Among the entries, find each line that includes the string "mpsc" and list it.

──────── Data for analysis

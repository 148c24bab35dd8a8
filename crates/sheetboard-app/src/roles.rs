// Copyright 2026 Phillip Cloud
// Licensed under the Apache License, Version 2.0

use std::collections::BTreeMap;

use crate::model::{Column, normalize};

#[derive(Debug, Clone, Copy, PartialEq, Eq, Hash)]
pub enum Role {
    Status,
    Priority,
    Samples,
    NeededBy,
    Timestamp,
}

impl Role {
    pub const ALL: [Self; 5] = [
        Self::Status,
        Self::Priority,
        Self::Samples,
        Self::NeededBy,
        Self::Timestamp,
    ];

    pub const fn default_label(self) -> &'static str {
        match self {
            Self::Status => "STATUS",
            Self::Priority => "PRIORITY",
            Self::Samples => "SAMPLES",
            Self::NeededBy => "NEEDED BY",
            Self::Timestamp => "TIMESTAMP",
        }
    }
}

/// Header labels that identify each role. Compared after normalization.
#[derive(Debug, Clone, PartialEq, Eq)]
pub struct RoleLabels {
    pub status: String,
    pub priority: String,
    pub samples: String,
    pub needed_by: String,
    pub timestamp: String,
}

impl Default for RoleLabels {
    fn default() -> Self {
        Self {
            status: Role::Status.default_label().to_owned(),
            priority: Role::Priority.default_label().to_owned(),
            samples: Role::Samples.default_label().to_owned(),
            needed_by: Role::NeededBy.default_label().to_owned(),
            timestamp: Role::Timestamp.default_label().to_owned(),
        }
    }
}

impl RoleLabels {
    pub fn label(&self, role: Role) -> &str {
        match role {
            Role::Status => &self.status,
            Role::Priority => &self.priority,
            Role::Samples => &self.samples,
            Role::NeededBy => &self.needed_by,
            Role::Timestamp => &self.timestamp,
        }
    }
}

/// Normalized header label to column position, rebuilt on every fetch.
#[derive(Debug, Clone, PartialEq, Eq, Default)]
pub struct RoleMap {
    indices: BTreeMap<String, usize>,
    column_count: usize,
}

pub fn resolve_columns(columns: &[Column]) -> RoleMap {
    let mut indices = BTreeMap::new();
    for (index, column) in columns.iter().enumerate() {
        let key = column.normalized_label();
        if key.is_empty() {
            continue;
        }
        indices.insert(key, index);
    }
    RoleMap {
        indices,
        column_count: columns.len(),
    }
}

impl RoleMap {
    pub fn index_of(&self, label: &str) -> Option<usize> {
        self.indices.get(&normalize(label)).copied()
    }

    pub fn len(&self) -> usize {
        self.indices.len()
    }

    pub fn is_empty(&self) -> bool {
        self.indices.is_empty()
    }

    pub fn column_count(&self) -> usize {
        self.column_count
    }

    pub fn roles(&self, labels: &RoleLabels) -> ResolvedRoles {
        let timestamp = self
            .index_of(&labels.timestamp)
            .or_else(|| (self.column_count > 0).then_some(0));
        let needed_by = self
            .index_of(&labels.needed_by)
            .or_else(|| self.first_containing(&labels.needed_by));

        ResolvedRoles {
            status: self.index_of(&labels.status),
            priority: self.index_of(&labels.priority),
            samples: self.index_of(&labels.samples),
            needed_by,
            timestamp,
        }
    }

    fn first_containing(&self, label: &str) -> Option<usize> {
        let needle = normalize(label);
        if needle.is_empty() {
            return None;
        }
        self.indices
            .iter()
            .filter(|(key, _)| key.contains(&needle))
            .map(|(_, index)| *index)
            .min()
    }
}

/// Column position per role for one table; `None` disables that role.
#[derive(Debug, Clone, Copy, PartialEq, Eq, Default)]
pub struct ResolvedRoles {
    pub status: Option<usize>,
    pub priority: Option<usize>,
    pub samples: Option<usize>,
    pub needed_by: Option<usize>,
    pub timestamp: Option<usize>,
}

impl ResolvedRoles {
    pub const fn get(&self, role: Role) -> Option<usize> {
        match role {
            Role::Status => self.status,
            Role::Priority => self.priority,
            Role::Samples => self.samples,
            Role::NeededBy => self.needed_by,
            Role::Timestamp => self.timestamp,
        }
    }
}
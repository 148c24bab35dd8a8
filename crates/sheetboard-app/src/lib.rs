// Copyright 2026 Phillip Cloud
// Licensed under the Apache License, Version 2.0

pub mod classify;
pub mod dates;
pub mod error;
pub mod format;
pub mod model;
pub mod pipeline;
pub mod refresh;
pub mod roles;
pub mod scroll;
pub mod snapshot;
pub mod state;

pub use classify::*;
pub use error::*;
pub use format::*;
pub use model::*;
pub use pipeline::*;
pub use refresh::*;
pub use roles::*;
pub use scroll::*;
pub use snapshot::*;
pub use state::*;
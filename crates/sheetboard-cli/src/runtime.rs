// Copyright 2026 Phillip Cloud
// Licensed under the Apache License, Version 2.0

use anyhow::{Context, Result};
use sheetboard_app::dates::{local_now, today_millis};
use sheetboard_app::{BoardState, SourceError, TableSource, TransformedView, ViewConfig};
use sheetboard_tui::{BoardRuntime, InternalEvent, RefreshRequest};
use std::sync::Arc;
use std::sync::mpsc::Sender;
use std::thread;
use tracing::warn;

pub type SharedSource = Arc<dyn TableSource + Send>;

pub struct SourceRuntime {
    source: SharedSource,
}

impl SourceRuntime {
    pub fn new(source: SharedSource) -> Self {
        Self { source }
    }
}

impl BoardRuntime for SourceRuntime {
    fn run_refresh(
        &mut self,
        views: &[ViewConfig],
        today: i64,
    ) -> Result<Vec<TransformedView>, SourceError> {
        sheetboard_app::run_refresh_cycle(self.source.as_ref(), views, today)
    }

    fn spawn_refresh(&mut self, request: RefreshRequest, tx: Sender<InternalEvent>) -> Result<()> {
        let source = Arc::clone(&self.source);
        thread::Builder::new()
            .name("sheetboard-refresh".to_owned())
            .spawn(move || {
                let RefreshRequest {
                    views,
                    today,
                    ticket,
                } = request;
                let outcome = sheetboard_app::run_refresh_cycle(source.as_ref(), &views, today);
                drop(ticket);
                let event = InternalEvent::RefreshFinished {
                    outcome,
                    finished_at: local_now(),
                };
                if tx.send(event).is_err() {
                    warn!("dashboard closed before refresh finished");
                }
            })
            .context("spawn refresh thread")?;
        Ok(())
    }
}

/// Runs a single cycle and renders every view as plain text. A failed cycle
/// still renders; `state.last_error` carries the failure.
pub fn dump<R: BoardRuntime>(state: &mut BoardState, runtime: &mut R) -> String {
    let now = runtime.now();
    let outcome = runtime.run_refresh(&state.view_configs(), today_millis(now));
    state.apply_cycle(outcome, now);
    sheetboard_tui::dump_text(state)
}

#[cfg(test)]
mod tests {
    use super::{SourceRuntime, dump};
    use anyhow::Result;
    use sheetboard_app::{BoardState, LayoutMode, SourceError, ViewBody};
    use sheetboard_testkit::{FixtureSource, NOTES_TABLE_ID, demo_views, reference_today};
    use sheetboard_tui::{BoardRuntime, InternalEvent, RefreshRequest};
    use std::sync::Arc;
    use std::sync::mpsc;
    use std::time::Duration;

    fn demo_state() -> BoardState {
        BoardState::new("Shop Board", demo_views(), LayoutMode::SideBySide, 1.5)
    }

    #[test]
    fn dump_renders_every_demo_view() {
        let source = FixtureSource::demo(7, reference_today());
        let mut runtime = SourceRuntime::new(Arc::new(source));
        let mut state = demo_state();

        let text = dump(&mut state, &mut runtime);
        assert!(text.contains("New Parts"));
        assert!(text.contains("Live Notes"));
        assert!(text.contains("40 notes"));
        assert!(state.last_error.is_none());
        assert!(state.last_refresh.is_some());
    }

    #[test]
    fn dump_marks_every_view_when_any_table_fails() {
        let source = FixtureSource::demo(7, reference_today())
            .with_failure(SourceError::fetch(NOTES_TABLE_ID, "connection reset"));
        let mut runtime = SourceRuntime::new(Arc::new(source));
        let mut state = demo_state();

        let text = dump(&mut state, &mut runtime);
        assert_eq!(text.matches("⚠").count(), 2);
        assert!(text.contains("connection reset"));
        assert!(
            state
                .last_error
                .as_deref()
                .is_some_and(|error| error.contains(NOTES_TABLE_ID))
        );
        for view in &state.views {
            assert!(matches!(view.snapshot.body, ViewBody::Error(_)));
        }
    }

    #[test]
    fn spawned_refresh_reports_back_and_releases_guard() -> Result<()> {
        let source = FixtureSource::demo(3, reference_today());
        let mut runtime = SourceRuntime::new(Arc::new(source));
        let guard = sheetboard_app::RefreshGuard::default();
        let ticket = guard
            .try_begin()
            .ok_or_else(|| anyhow::anyhow!("guard should be idle"))?;
        let (tx, rx) = mpsc::channel();

        runtime.spawn_refresh(
            RefreshRequest {
                views: demo_views(),
                today: 0,
                ticket,
            },
            tx,
        )?;

        let event = rx.recv_timeout(Duration::from_secs(5))?;
        match event {
            InternalEvent::RefreshFinished { outcome, .. } => {
                assert_eq!(outcome?.len(), 2);
            }
            other => panic!("unexpected event {other:?}"),
        }
        assert!(!guard.is_in_flight());
        Ok(())
    }
}
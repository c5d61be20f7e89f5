use nalgebra::{Vector2, Vector3};
use std::io::{Read, Result as IOResult};

/// Little-endian primitive reads, the wire encoding of every BSP lump.
pub trait PrimitiveRead {
    fn read_u8(&mut self) -> IOResult<u8>;
    fn read_u32(&mut self) -> IOResult<u32>;
    fn read_i32(&mut self) -> IOResult<i32>;
    fn read_f32(&mut self) -> IOResult<f32>;
}

impl<T: Read + ?Sized> PrimitiveRead for T {
    fn read_u8(&mut self) -> IOResult<u8> {
        let mut buffer = [0u8; 1];
        self.read_exact(&mut buffer)?;
        Ok(buffer[0])
    }

    fn read_u32(&mut self) -> IOResult<u32> {
        let mut buffer = [0u8; 4];
        self.read_exact(&mut buffer)?;
        Ok(u32::from_le_bytes(buffer))
    }

    fn read_i32(&mut self) -> IOResult<i32> {
        let mut buffer = [0u8; 4];
        self.read_exact(&mut buffer)?;
        Ok(i32::from_le_bytes(buffer))
    }

    fn read_f32(&mut self) -> IOResult<f32> {
        let mut buffer = [0u8; 4];
        self.read_exact(&mut buffer)?;
        Ok(f32::from_le_bytes(buffer))
    }
}

/// Composite vector reads on top of [`PrimitiveRead`].
pub trait VectorRead {
    fn read_vec2(&mut self) -> IOResult<Vector2<f32>>;
    fn read_vec3(&mut self) -> IOResult<Vector3<f32>>;
    fn read_vec3i(&mut self) -> IOResult<[i32; 3]>;
}

impl<T: Read + ?Sized> VectorRead for T {
    fn read_vec2(&mut self) -> IOResult<Vector2<f32>> {
        Ok(Vector2::new(self.read_f32()?, self.read_f32()?))
    }

    fn read_vec3(&mut self) -> IOResult<Vector3<f32>> {
        Ok(Vector3::new(
            self.read_f32()?,
            self.read_f32()?,
            self.read_f32()?,
        ))
    }

    fn read_vec3i(&mut self) -> IOResult<[i32; 3]> {
        Ok([self.read_i32()?, self.read_i32()?, self.read_i32()?])
    }
}

#[cfg(test)]
mod tests {
    use super::*;

    #[test]
    fn primitives_are_little_endian() {
        let data = [0x01u8, 0x00, 0x00, 0x00, 0xff, 0xff, 0xff, 0xff];
        let mut reader: &[u8] = &data;
        assert_eq!(reader.read_u32().unwrap(), 1);
        assert_eq!(reader.read_i32().unwrap(), -1);
    }

    #[test]
    fn vec3_reads_three_floats() {
        let mut data = Vec::new();
        for f in &[1.0f32, 2.0, 3.0] {
            data.extend_from_slice(&f.to_le_bytes());
        }
        let mut reader: &[u8] = &data;
        let v = reader.read_vec3().unwrap();
        assert_eq!(v, Vector3::new(1.0, 2.0, 3.0));
    }
}
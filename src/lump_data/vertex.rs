use crate::lump_data::{LumpData, LumpType, MAX_LIGHTMAPS};
use crate::map_header::FormatVersion;
use crate::read_util::VectorRead;
use nalgebra::{Vector2, Vector3};
use std::io::{Read, Result as IOResult};

/// A draw vertex in the unified shape. Legacy records carry one lightmap
/// coordinate pair and one color; those become channel 0 and the rest stay
/// zero.
#[derive(Clone, Debug, Default, PartialEq)]
pub struct Vertex {
    pub position: Vector3<f32>,
    pub tex_coord: Vector2<f32>,
    pub lightmap_coords: [Vector2<f32>; MAX_LIGHTMAPS],
    pub normal: Vector3<f32>,
    pub colors: [[u8; 4]; MAX_LIGHTMAPS],
}

impl Vertex {
    /// Uniform scale of every interpolated field. Color is deliberately
    /// not part of vertex algebra and is left zero.
    pub fn scaled(&self, factor: f32) -> Vertex {
        Vertex {
            position: self.position * factor,
            tex_coord: self.tex_coord * factor,
            lightmap_coords: self.lightmap_coords.map(|c| c * factor),
            normal: self.normal * factor,
            colors: [[0; 4]; MAX_LIGHTMAPS],
        }
    }

    /// Componentwise sum of every interpolated field; see [`Vertex::scaled`]
    /// for the color asymmetry.
    pub fn added(&self, other: &Vertex) -> Vertex {
        let mut lightmap_coords = [Vector2::zeros(); MAX_LIGHTMAPS];
        for (i, coords) in lightmap_coords.iter_mut().enumerate() {
            *coords = self.lightmap_coords[i] + other.lightmap_coords[i];
        }
        Vertex {
            position: self.position + other.position,
            tex_coord: self.tex_coord + other.tex_coord,
            lightmap_coords,
            normal: self.normal + other.normal,
            colors: [[0; 4]; MAX_LIGHTMAPS],
        }
    }
}

impl LumpData for Vertex {
    fn lump_type() -> LumpType {
        LumpType::Vertices
    }

    fn element_size(format: FormatVersion) -> usize {
        match format {
            FormatVersion::IBsp => 44,
            FormatVersion::RBsp => 80,
        }
    }

    fn read(reader: &mut dyn Read, format: FormatVersion) -> IOResult<Self> {
        match format {
            FormatVersion::IBsp => read_legacy(reader),
            FormatVersion::RBsp => read_unified(reader),
        }
    }
}

fn read_color(reader: &mut dyn Read) -> IOResult<[u8; 4]> {
    let mut color = [0u8; 4];
    reader.read_exact(&mut color)?;
    Ok(color)
}

fn read_legacy(reader: &mut dyn Read) -> IOResult<Vertex> {
    let position = reader.read_vec3()?;
    let tex_coord = reader.read_vec2()?;
    let mut lightmap_coords = [Vector2::zeros(); MAX_LIGHTMAPS];
    lightmap_coords[0] = reader.read_vec2()?;
    let normal = reader.read_vec3()?;
    let mut colors = [[0u8; 4]; MAX_LIGHTMAPS];
    colors[0] = read_color(reader)?;
    Ok(Vertex {
        position,
        tex_coord,
        lightmap_coords,
        normal,
        colors,
    })
}

fn read_unified(reader: &mut dyn Read) -> IOResult<Vertex> {
    let position = reader.read_vec3()?;
    let tex_coord = reader.read_vec2()?;
    let mut lightmap_coords = [Vector2::zeros(); MAX_LIGHTMAPS];
    for coords in lightmap_coords.iter_mut() {
        *coords = reader.read_vec2()?;
    }
    let normal = reader.read_vec3()?;
    let mut colors = [[0u8; 4]; MAX_LIGHTMAPS];
    for color in colors.iter_mut() {
        *color = read_color(reader)?;
    }
    Ok(Vertex {
        position,
        tex_coord,
        lightmap_coords,
        normal,
        colors,
    })
}
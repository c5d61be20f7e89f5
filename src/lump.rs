use crate::error::BspError;
use crate::lump_data::LumpType;
use crate::read_util::PrimitiveRead;
use std::io::{Read, Result as IOResult};

/// A lump descriptor from the header table: one byte range in the file
/// image holding one homogeneous record array. A `length` of zero means
/// the lump is absent, which is valid.
#[derive(Copy, Clone, Debug, Default)]
pub struct Lump {
    pub offset: u32,
    pub length: u32,
}

impl Lump {
    pub fn read(reader: &mut dyn Read) -> IOResult<Self> {
        let offset = reader.read_u32()?;
        let length = reader.read_u32()?;

        Ok(Self { offset, length })
    }

    pub fn is_empty(&self) -> bool {
        self.length == 0
    }

    /// The lump's byte range within `data`, checked against the buffer
    /// length. Consumers never read outside the returned slice. An empty
    /// lump slices empty no matter where its offset points; writers park
    /// absent lumps at arbitrary offsets.
    pub fn slice<'a>(&self, data: &'a [u8], lump_type: LumpType) -> Result<&'a [u8], BspError> {
        if self.is_empty() {
            return Ok(&[]);
        }
        let offset = self.offset as usize;
        let length = self.length as usize;
        let out_of_bounds = BspError::OutOfBounds {
            lump: lump_type,
            offset,
            length,
            available: data.len(),
        };
        let end = offset.checked_add(length).ok_or_else(|| out_of_bounds.clone())?;
        if end > data.len() {
            return Err(out_of_bounds);
        }
        Ok(&data[offset..end])
    }
}
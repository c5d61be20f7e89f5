use crate::lump_data::{LumpData, LumpType};
use crate::map_header::FormatVersion;
use std::io::{Read, Result as IOResult};

/// Edge length of a lightmap image in texels.
pub const LIGHTMAP_SIZE: usize = 128;
/// Wire size of one lightmap: 128×128 RGB8.
pub const LIGHTMAP_BYTES: usize = LIGHTMAP_SIZE * LIGHTMAP_SIZE * 3;

/// One precomputed static-lighting image.
#[derive(Clone)]
pub struct LightMap {
    pub pixels: Box<[u8]>,
}

impl LumpData for LightMap {
    fn lump_type() -> LumpType {
        LumpType::Lightmaps
    }

    fn element_size(_format: FormatVersion) -> usize {
        LIGHTMAP_BYTES
    }

    fn read(reader: &mut dyn Read, _format: FormatVersion) -> IOResult<Self> {
        let mut pixels = vec![0u8; LIGHTMAP_BYTES];
        reader.read_exact(&mut pixels)?;
        Ok(Self {
            pixels: pixels.into_boxed_slice(),
        })
    }
}
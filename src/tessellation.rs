//! Quadratic Bezier patch tessellation.
//!
//! A patch face's vertex range holds a `w × h` grid of control points
//! (both dimensions odd, at least 3). The grid decomposes into
//! `(w-1)/2 * (h-1)/2` independent 3x3-control-point sub-patches; each is
//! expanded into an `(n+1)²` vertex grid and `2n²` triangles at
//! subdivision level `n`.

use crate::error::BspError;
use crate::lump_data::{Face, FaceType, LumpType, Vertex};

/// Validates a patch face's control grid dimensions. Must run before any
/// indexing into the source vertex array.
pub(crate) fn patch_dimensions(face: &Face) -> Result<(usize, usize), BspError> {
    if face.face_type != FaceType::Patch {
        return Err(BspError::InvalidArgument {
            reason: "face is not a patch",
        });
    }
    let [w, h] = face.patch_size;
    if w < 3 || h < 3 || w % 2 == 0 || h % 2 == 0 {
        return Err(BspError::InvalidArgument {
            reason: "patch control grid dimensions must be odd and at least 3",
        });
    }
    Ok((w as usize, h as usize))
}

/// Expands a patch face into triangles at subdivision level `subdivisions`
/// and appends the result to `out_vertices` / `out_indices`.
///
/// This is a pure transformation: the input face is left untouched and the
/// returned face describes exactly the appended vertex and index ranges,
/// with `face_type` rewritten to [`FaceType::Polygon`]. Emitted indices
/// follow the mesh-vert convention, relative to the returned face's
/// `start_vertex_index`.
///
/// The output buffers may belong to the same map the source vertices came
/// from; see [`crate::Map::tessellate_patch_face`] for that arrangement.
pub fn tessellate_patch(
    face: &Face,
    source_vertices: &[Vertex],
    out_vertices: &mut Vec<Vertex>,
    out_indices: &mut Vec<u32>,
    subdivisions: u32,
) -> Result<Face, BspError> {
    if subdivisions == 0 {
        return Err(BspError::InvalidArgument {
            reason: "subdivision level must be at least 1",
        });
    }
    let (w, h) = patch_dimensions(face)?;

    let start = face.start_vertex_index as usize;
    let control_count = w * h;
    if start + control_count > source_vertices.len() {
        return Err(BspError::OutOfBounds {
            lump: LumpType::Vertices,
            offset: start,
            length: control_count,
            available: source_vertices.len(),
        });
    }

    let start_vertex = out_vertices.len() as u32;
    let start_index = out_indices.len() as u32;

    let sub_patches_x = (w - 1) / 2;
    let sub_patches_y = (h - 1) / 2;

    let mut index_offset = 0u32;
    for j in 0..sub_patches_y {
        for i in 0..sub_patches_x {
            // Top-left control point of this sub-patch; rows are `w` apart.
            let row0 = start + j * 2 * w + i * 2;
            let rows = [row0, row0 + w, row0 + 2 * w];
            index_offset += tessellate_sub_patch(
                source_vertices,
                rows,
                out_vertices,
                out_indices,
                subdivisions,
                index_offset,
            );
        }
    }

    let mut tessellated = face.clone();
    tessellated.start_vertex_index = start_vertex;
    tessellated.num_vertices = out_vertices.len() as u32 - start_vertex;
    tessellated.start_index = start_index;
    tessellated.num_indices = out_indices.len() as u32 - start_index;
    tessellated.face_type = FaceType::Polygon;
    Ok(tessellated)
}

fn quadratic_bezier(p0: &Vertex, p1: &Vertex, p2: &Vertex, a: f32) -> Vertex {
    let b = 1.0 - a;
    p0.scaled(b * b)
        .added(&p1.scaled(2.0 * b * a))
        .added(&p2.scaled(a * a))
}

/// Tensor-product evaluation of one 3×3 sub-patch. `rows` are the source
/// offsets of the three control rows; each row holds 3 consecutive
/// vertices. Returns the number of vertices emitted.
fn tessellate_sub_patch(
    source: &[Vertex],
    rows: [usize; 3],
    vertices: &mut Vec<Vertex>,
    indices: &mut Vec<u32>,
    subdivisions: u32,
    index_offset: u32,
) -> u32 {
    let n = subdivisions as usize;
    let stride = subdivisions + 1;

    for i in 0..=n {
        let a = i as f32 / subdivisions as f32;
        let column = [
            quadratic_bezier(&source[rows[0]], &source[rows[0] + 1], &source[rows[0] + 2], a),
            quadratic_bezier(&source[rows[1]], &source[rows[1] + 1], &source[rows[1] + 2], a),
            quadratic_bezier(&source[rows[2]], &source[rows[2] + 1], &source[rows[2] + 2], a),
        ];
        for j in 0..=n {
            let a = j as f32 / subdivisions as f32;
            vertices.push(quadratic_bezier(&column[0], &column[1], &column[2], a));
        }
    }

    for i in 0..subdivisions {
        for j in 0..subdivisions {
            indices.push(index_offset + i * stride + j);
            indices.push(index_offset + i * stride + j + 1);
            indices.push(index_offset + (i + 1) * stride + j + 1);

            indices.push(index_offset + (i + 1) * stride + j + 1);
            indices.push(index_offset + (i + 1) * stride + j);
            indices.push(index_offset + i * stride + j);
        }
    }

    stride * stride
}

────────────────

Task response:
use std::sync::mpsc::Sender;
    use std::sync::mpsc;
        let (tx, rx) = mpsc::channel();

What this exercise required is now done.